Baby Calendar Month 118 Comments
Your baby is busy learning so many things and combining skills. For instance, his memory skills and language skills are closely tied. Take advantage of this intellectual growth by playing interactive games. Give your baby a chance to respond to directions whenever possible. If baby has been answering "No!" either verbally or with an emphatic head shake ask baby questions that give her a chance to say no or yes, like "Do you want a drink?" Prompt baby if necessary. Babies also love gestures at this age, especially pointing. Build on this by holding up two options when picking out clothing, "Do you want the blue jeans or the red pants?" or food, "Do you want carrots or pears?" or toys, "Do you want to play with the ball or your truck?" Whenever possible build on the labeling of objects in baby's environment by adding color words or shape words as well. Babies learn this concept through this exposure in simple natural way.
On the gross motor skill development side, eleven month olds are also combining these skills. Depending on their development rate, your little one may be starting to bend and pick up items while standing, turning while cruising, or pushing or pulling toys while taking steps, supported by you or big furniture pieces, or possibly while unsupported. By including some toys in baby's walking or cruising time you can help baby refine those gross motor skills. Have baby kick at a ball, or let her pick it up from the floor while leaning against the couch, or one hand on a table.

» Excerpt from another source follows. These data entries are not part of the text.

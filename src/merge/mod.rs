// src/merge/mod.rs
//! Merge stage: read every source's artifact, reconcile columns, tag rows with
//! source identity and count them. Artifacts are never re-geocoded here.

pub mod columns;
pub mod presentation;

use anyhow::Result;
use indexmap::IndexMap;
use metrics::counter;
use once_cell::sync::Lazy;
use regex::Regex;
use serde::Serialize;
use std::fs;
use std::path::{Path, PathBuf};
use tracing::{info, warn};

use crate::artifact::read_rows;
use crate::config::SourceConfig;
use crate::ingest::types::NormalizedEvent;

pub use columns::reconcile_row;
pub use presentation::{write_combined_csv, write_geojson, COMBINED_CSV, GEOJSON};

#[derive(Debug, Clone, Default, Serialize)]
pub struct MergedDataset {
    pub events: Vec<NormalizedEvent>,
    /// Kept rows per source name, in configured source order.
    pub counts: IndexMap<String, usize>,
}

impl MergedDataset {
    pub fn total(&self) -> usize {
        self.events.len()
    }
}

static DATE_SLOT: Lazy<Regex> = Lazy::new(|| Regex::new(r"\{date\}").unwrap());

/// Turn an artifact name into a file-name matcher (`{date}` and `*` match anything).
fn name_matcher(pattern: &str) -> Option<Regex> {
    let pattern = DATE_SLOT.replace_all(pattern, "*");
    let parts: Vec<String> = pattern.split('*').map(regex::escape).collect();
    Regex::new(&format!("^{}$", parts.join(".*"))).ok()
}

fn newest_match(dir: &Path, matcher: &Regex) -> Option<PathBuf> {
    let mut names: Vec<String> = fs::read_dir(dir)
        .ok()?
        .filter_map(|e| e.ok())
        .filter(|e| e.path().is_file())
        .filter_map(|e| e.file_name().to_str().map(str::to_string))
        .filter(|n| matcher.is_match(n))
        .collect();
    names.sort();
    names.pop().map(|n| dir.join(n))
}

/// Find a source's artifact: the run folder first, then the working directory.
/// With a wildcard the lexicographically last match wins.
pub fn locate_artifact(pattern: &str, dir: &Path) -> Option<PathBuf> {
    let wild = pattern.contains('*') || pattern.contains("{date}");
    let cwd = PathBuf::from(".");
    let mut roots = vec![dir.to_path_buf()];
    if dir != cwd.as_path() {
        roots.push(cwd);
    }

    if !wild {
        return roots.into_iter().map(|r| r.join(pattern)).find(|p| p.is_file());
    }
    let matcher = name_matcher(pattern)?;
    roots.iter().find_map(|r| newest_match(r, &matcher))
}

fn load_source(source: &SourceConfig, path: &Path) -> Result<Vec<NormalizedEvent>> {
    let rows = read_rows(path)?;
    let total = rows.len();
    let kept: Vec<NormalizedEvent> = rows
        .iter()
        .filter_map(reconcile_row)
        .map(|(event, c)| NormalizedEvent {
            event,
            lat: c.lat,
            lon: c.lon,
            source: source.name.clone(),
            color: source.color.clone(),
            icon: source.icon.clone(),
        })
        .collect();
    if kept.len() < total {
        warn!(target: "merge", source = %source.name, dropped = total - kept.len(), "rows without title or coordinates dropped");
    }
    Ok(kept)
}

/// Merge all configured sources found in `dir`. Missing or unreadable
/// artifacts are logged and skipped.
pub fn merge_artifacts(sources: &[SourceConfig], dir: &Path) -> MergedDataset {
    crate::ingest::ensure_metrics_described();
    let mut out = MergedDataset::default();
    for source in sources {
        let Some(path) = locate_artifact(&source.artifact, dir) else {
            warn!(target: "merge", "✗ {}: file not found ({})", source.name, source.artifact);
            continue;
        };
        match load_source(source, &path) {
            Ok(events) => {
                info!(target: "merge", file = %path.display(), "✓ {}: {} events", source.name, events.len());
                counter!("merge_rows_total").increment(events.len() as u64);
                out.counts.insert(source.name.clone(), events.len());
                out.events.extend(events);
            }
            Err(e) => warn!(target: "merge", error = %e, "✗ {}: unreadable artifact", source.name),
        }
    }
    info!(target: "merge", total = out.total(), sources = out.counts.len(), "merge finished");
    out
}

While not exactly a nutritional issue, pacifier use may be coming to a natural, or not so nature ending right now. This is actually an ideal time to "wean" baby from the pacifier as if the practice continues it will become very difficult to stop for a good long while. It's usually best not to go cold turkey by hiding or throwing it away altogether especially since most children this age are still struggling with separation anxiety particularly at bedtime. Talk to baby about pacifier being for night-night or car trips only, perhaps. Eventually wean away at bedtime as well.
You might try introducing the baby to drinking from a cup if you haven't already, or to drinking without a sippy lid especially if baby does this while at the high chair. Giving baby a cup of juice without a lid and while not strapped at the table safely is only begging for carpet cleaning duty. You might also give your little one a dish set with safe utensils like a spoon and fork, and his own special plate. Do not however substitute a sippy cup for a pacifier. You've seen those children sucking at cups of juice. You can almost see the cavities forming before your eyes. Sippy cups are not soothers but for the purpose of drinking only.
Babies don't usually have a well check this month. One thing you might want to be especially cautious with now however, that concerns baby's safety is his bath time. Baby's love of standing, climbing and jumping don't end at bath time, although it would be great if they did. NEVER leave a child unattended even for a second at this age. A baby bath ring or seat is not a safety device, but rather a convenience device. It's like having an extra hand, not a flotation device. If yours tips or is at all unsteady, stop use immediately. Keep baby's water around 90 to 100 degrees Fahrenheit and consider getting a cover for the water spout so baby doesn't so easily bonk her head on it. It's common for little ones to pop up and fall, possibly gashing their chins so keep a hand on baby at all times. They are quick now and very slippery. An older child watching for just a minute is a disaster or tragedy waiting to happen. Only adults should supervise a busy baby's bath time.
Tips for Mom and Dad
Baby's love of words, books, language and gestures make reading a fun bonding time for parent and child. Books can be expensive, but invest in ones that can stand up to heavy baby love which typically includes dragging, chewing, and flinging. Get a few titles every couple weeks from the local library to make book time even more special. Don't limit yourself to the text. Consider it an option, a starting point or springboard. Have conversations about the story.
- "What will Jimmy do next?"
- "What is that Puppy is chewing on?"
- "Where is the ball?"
- "Show Mommy the bird."
Give baby plenty of opportunities to use the pointing finger she loves to use so much. Babies love rhythm, rhymes and silly humor now in their books. Having a special night time book is a great bedtime ritual to help ward off those separation anxiety tears.